Diego Maldonado tenía 16, como Elías Jiménez. Miguel Aranda y Manuel Figueroa habían nacido un año antes. Eran siete chicos en el calabozo uno. Otros diez, en el dos. Uno de los adolescentes pedía a los gritos ir al baño. Reclamo vano, como suele ser el de los despojados. Cuentan que rompió el candado y que se desencadenó la violencia policial. Golpes. Palos. Gritos. Baldazos de agua. Desnudez. Más gritos. Puñetazos. Perversidad. Más gritos. Una chispa. Fuego. Colchones en llamas.
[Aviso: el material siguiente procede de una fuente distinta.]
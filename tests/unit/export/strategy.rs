use super::*;

#[test]
fn mp4_prefers_streaming_h264() {
    let caps = EncoderCapabilities::with_encoders(["libx264", "mpeg4", "libvpx-vp9"]);
    assert_eq!(
        select_strategy(ExportFormat::Mp4, &caps).unwrap(),
        EncoderStrategy::StreamingVideo(VideoCodec::H264)
    );
}

#[test]
fn mp4_falls_back_to_recorded_mpeg4() {
    let caps = EncoderCapabilities::with_encoders(["mpeg4"]);
    assert_eq!(
        select_strategy(ExportFormat::Mp4, &caps).unwrap(),
        EncoderStrategy::RecordedVideo(VideoCodec::Mpeg4)
    );
}

#[test]
fn webm_is_recorded_vp9() {
    let caps = EncoderCapabilities::with_encoders(["libx264", "libvpx-vp9"]);
    assert_eq!(
        select_strategy(ExportFormat::Webm, &caps).unwrap(),
        EncoderStrategy::RecordedVideo(VideoCodec::Vp9)
    );
}

#[test]
fn gif_needs_no_runtime_support() {
    assert_eq!(
        select_strategy(ExportFormat::Gif, &EncoderCapabilities::default()).unwrap(),
        EncoderStrategy::Gif
    );
}

#[test]
fn missing_support_is_an_encoder_configuration_error() {
    let none = EncoderCapabilities::default();
    let err = select_strategy(ExportFormat::Mp4, &none).unwrap_err();
    assert!(matches!(err, MorphError::EncoderConfiguration(_)));
    assert!(err.to_string().contains("ffmpeg on PATH"));

    let x264_only = EncoderCapabilities::with_encoders(["libx264"]);
    assert!(matches!(
        select_strategy(ExportFormat::Webm, &x264_only),
        Err(MorphError::EncoderConfiguration(_))
    ));
}

#[test]
fn progress_caps_reserve_finalize_headroom() {
    assert_eq!(EncoderStrategy::Gif.capture_progress_cap(), 0.9);
    assert_eq!(
        EncoderStrategy::StreamingVideo(VideoCodec::H264).capture_progress_cap(),
        0.99
    );
}

#[test]
fn system_provider_builds_every_strategy() {
    let p = SystemEncoders::new();
    for s in [
        EncoderStrategy::StreamingVideo(VideoCodec::H264),
        EncoderStrategy::RecordedVideo(VideoCodec::Vp9),
        EncoderStrategy::Gif,
    ] {
        assert!(p.create(s).is_ok());
    }
}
“Los policías los empujaban encima de los quemados para que cayeran arriba”; un policía apodado Spray, “se subió sobre su espalda y le caminaba encima (...) caminaron sobre dos o tres de los pibes que estaban quemados (...) los pibes les gritaban que los llevaran al hospital”; “a todos los que estaban quemados les pegaban con las gomas y les preguntaban quién había prendido el fuego”; “le pidieron al policía si se podían mojar, que en el piso había agua. Entonces se arrodillaban y se mojaban el pecho contra el piso”; a algunos les “caía la piel a pedazos” a golpes de palo, cuentan los expedientes.
Ya después no fueron diecisiete sino trece. La policía se interpuso en ese camino sinuoso y oscuro que suele devorar a fuerza de paco y destrucción a los pibes de los arrabales. El Estado policial les otorgó la pena de muerte aquella noche de octubre de 2004 como parte de ese proceso de suplicio/castigo/disciplina de lo que Foucault llamó los medios del buen encauzamiento.
Fueron cuatro menos para el encierro. Cuatro pibes menos para el descarte. Cuatro adultos menos para un futuro selectivo que los lanza al mar, como a polizones del sistema. Intrusos de un territorio para pocos. Postergados por la justicia que los visibiliza diez años después. Diez años perdidos para la vida. Con cuatro chicos muertos. Sin culpables diez años después.